Upon Reagan's victory, Johnson joined the Presidential Transition Team, staffing positions in the federal government.
He recalls vetting candidates for sub-cabinet level positions — the same positions that Bill Eberle had warned him off of: "Bill told me not to take a deputy secretary level position — too much political wrangling. He told me to look for something with some autonomy, and outside of Washington."
That opportunity soon came calling.
McClure called Johnson and told him that he was in the running for the job as the administrator of the Bonneville Power Administration — the agency that markets power generated by 31 dams along the Columbia River system.
Johnson took the helm of the agency and its 8,000 staff members in 1981.
After a career in business, Johnson was well trained for eventualities, but he says the construction of the Washington Public Power Supply System (WPPSS) at Hanford created some surprises: "One day I get a phone call from the project administrator, and he tells me he needs $100 million overnight if he is going to make payroll!"
Johnson was able to make payroll after the agency quickly purchased $100 million of nuclear fuel owned by WPPSS.
Eventually, Johnson had to preside over lay-offs at the Hanford facility, and "they actually burned me in effigy to protest," he remembers.
Johnson left what is considered to be the Northwest's top political job in 1986. The population of Boise was just over 100,000.
With Boise being a relatively small city during that time, there are theories on how four Boiseans achieved such senior positions in government.
"Those were heady times in Boise," explains Peter Johnson, describing the success of companies such as Boise Cascade, Albertsons, Morrison-Knudsen, and Trus Joist — companies that attracted attention across the United States, and the world.
Johnson also notes that many Northwest politicians held positions of power such as Senate Majority Leader Mike Mansfield from Montana, Washington state Sens.
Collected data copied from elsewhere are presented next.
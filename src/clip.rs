// Copyright 2025 the Fatline Authors
// SPDX-License-Identifier: Apache-2.0 OR MIT

//! Clipping a curve's parameter domain against lines and fat lines.

use core::ops::Range;

use arrayvec::ArrayVec;

use crate::{CubicBez, FatLine, Line, Point};

impl CubicBez {
    /// Bound where this curve can lie on the non-negative side of a line.
    ///
    /// The curve's distance to the line is itself a cubic in `t`, with
    /// control values the signed distances of the four control points,
    /// placed at `t = 0, 1/3, 2/3, 1`. The convex hull of those four
    /// samples bounds the distance cubic, so the parameter interval in
    /// which the hull reaches non-negative distance bounds the interval
    /// in which the curve does.
    ///
    /// Returns `(low, high)` in this curve's own parameter space. The
    /// bound is conservative: it may retain parameters whose curve
    /// points are strictly on the negative side, but it never discards
    /// a parameter whose point is on the non-negative side. When the
    /// hull lies entirely on the negative side the result is inverted
    /// (`low > high`), denoting an empty interval.
    pub fn clip_against(&self, line: &Line) -> (f64, f64) {
        let e0 = Point::new(0.0, line.signed_distance(self.p0));
        let e1 = Point::new(1.0 / 3.0, line.signed_distance(self.p1));
        let e2 = Point::new(2.0 / 3.0, line.signed_distance(self.p2));
        let e3 = Point::new(1.0, line.signed_distance(self.p3));

        // A start sample on the negative side moves the low bound up to
        // the first place a hull edge from that sample can cross zero.
        let low = if e0.y < 0.0 {
            crossings(e0, [e1, e2, e3])
                .into_iter()
                .filter(|&x| x > 0.0)
                .fold(1.0, f64::min)
        } else {
            0.0
        };

        // Symmetrically from the end sample for the high bound.
        let high = if e3.y < 0.0 {
            crossings(e3, [e0, e1, e2])
                .into_iter()
                .filter(|&x| x < 1.0)
                .fold(0.0, f64::max)
        } else {
            1.0
        };

        (low, high)
    }

    /// Restrict this curve's parameter domain to a fat-line strip.
    ///
    /// Clips against the inward-facing sides of both bounding parallels
    /// and intersects the two intervals. Returns the sub-interval of
    /// [0..1] in which this curve can lie inside the strip, or `None`
    /// when it provably lies entirely outside.
    pub fn clip_to_fat_line(&self, fat: &FatLine) -> Option<Range<f64>> {
        let (low0, high0) = self.clip_against(&-fat.min);
        let (low1, high1) = self.clip_against(&fat.max);
        let start = low0.max(low1);
        let end = high0.min(high1);
        (start <= end).then_some(start..end)
    }
}

/// Zero crossings of the hull edges from `anchor` to each other sample.
///
/// Edges at constant distance never cross and contribute no candidate.
fn crossings(anchor: Point, others: [Point; 3]) -> ArrayVec<f64, 3> {
    let mut xs = ArrayVec::new();
    for p in others {
        if let Some(x) = Line::from_points(anchor, p).x_intercept() {
            xs.push(x);
        }
    }
    xs
}

#[cfg(test)]
mod tests {
    use crate::{CubicBez, FatLine, Line, Point};

    fn assert_near(a: f64, b: f64, eps: f64) {
        assert!((a - b).abs() < eps, "{a} != {b}");
    }

    fn curve_a() -> CubicBez {
        CubicBez::new(
            Point::new(24.0, 21.0),
            Point::new(189.0, 40.0),
            Point::new(159.0, 137.0),
            Point::new(101.0, 261.0),
        )
    }

    fn curve_b() -> CubicBez {
        CubicBez::new(
            Point::new(18.0, 122.0),
            Point::new(15.0, 178.0),
            Point::new(247.0, 173.0),
            Point::new(251.0, 242.0),
        )
    }

    #[test]
    fn fully_accepted() {
        // The x-axis, accepting the upper half-plane; the whole control
        // polygon of the curve lies above it.
        let line = Line::new(0.0, 1.0, 0.0);
        assert_eq!(curve_a().clip_against(&line), (0.0, 1.0));
    }

    #[test]
    fn clips_known_crossing() {
        // Distance samples (-1, -1, 1, 1): the hull first reaches zero
        // on the edge from (0, -1) to (2/3, 1), at t = 1/3. The curve's
        // own crossing at t = 0.5 must stay inside the bound.
        let line = Line::new(0.0, 1.0, 0.0);
        let c = CubicBez::new(
            Point::new(0.0, -1.0),
            Point::new(1.0, -1.0),
            Point::new(2.0, 1.0),
            Point::new(3.0, 1.0),
        );
        let (low, high) = c.clip_against(&line);
        assert_near(low, 1.0 / 3.0, 1e-12);
        assert_near(high, 1.0, 1e-12);
        assert!((low..=high).contains(&0.5));
        assert_near(c.eval(0.5).y, 0.0, 1e-12);
    }

    #[test]
    fn rejects_hull_below() {
        let line = Line::new(0.0, 1.0, 0.0);
        let c = CubicBez::new(
            Point::new(0.0, -10.0),
            Point::new(1.0, -5.0),
            Point::new(2.0, -5.0),
            Point::new(3.0, -10.0),
        );
        let (low, high) = c.clip_against(&line);
        assert!(low > high);
    }

    #[test]
    fn first_clip_of_crossing_pair() {
        let fat = FatLine::of_curve(&curve_b()).unwrap();
        let clip = curve_a().clip_to_fat_line(&fat).unwrap();
        assert_near(clip.start, 0.185433, 1e-4);
        assert_near(clip.end, 0.916146, 1e-4);
    }

    #[test]
    fn disjoint_curves_clip_empty() {
        let fat = FatLine::of_curve(&CubicBez::new(
            Point::new(0.0, 100.0),
            Point::new(50.0, 120.0),
            Point::new(150.0, 120.0),
            Point::new(200.0, 100.0),
        ))
        .unwrap();
        let below = CubicBez::new(
            Point::new(0.0, 0.0),
            Point::new(50.0, -20.0),
            Point::new(150.0, -20.0),
            Point::new(200.0, 0.0),
        );
        assert!(below.clip_to_fat_line(&fat).is_none());
    }
}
Henry "Scoop" Jackson and Warren Magnuson, Oregon Sen. Mark Hatfield, and Idaho Sens. Jim McClure (who was chairman of the House Energy and Natural Resources Committee) and Frank Church.
Bill Eberle confirms the political clout of the Northwest, saying he knew many people in the federal government throughout his career in Idaho, and that it was in the 1960s that people started paying attention to Boise.
Walt Minnick, who hailed from eastern Washington, explains that he chose to live in Boise after leaving White House service because of Boise's reputation as a corporate town. "I was unemployed for about six months until Peter Johnson hired me (at Trus Joist, where Minnick too would become CEO), but Boise had everything: a vibrant business community and economy, excellent air service, and easy access to the outdoors."
Andrus says that in his case, a Westerner historically filled the Secretary of the Interior spot because most federal lands are in the West.
However, Andrus observes that Westerners are particularly suited for business and government because, "they get up every morning and give a full day's work for a day's pay — or maybe not even a full day's pay."
For the former governor and Interior secretary, the frontier work ethic constitutes an important component to the success of Idahoans in senior federal positions.
Whatever the reason for Idaho's extraordinary run in federal service between the years of 1970 and 1986, Idahoans contributed to policies that shape our nation today, and we have not seen a decade like this since.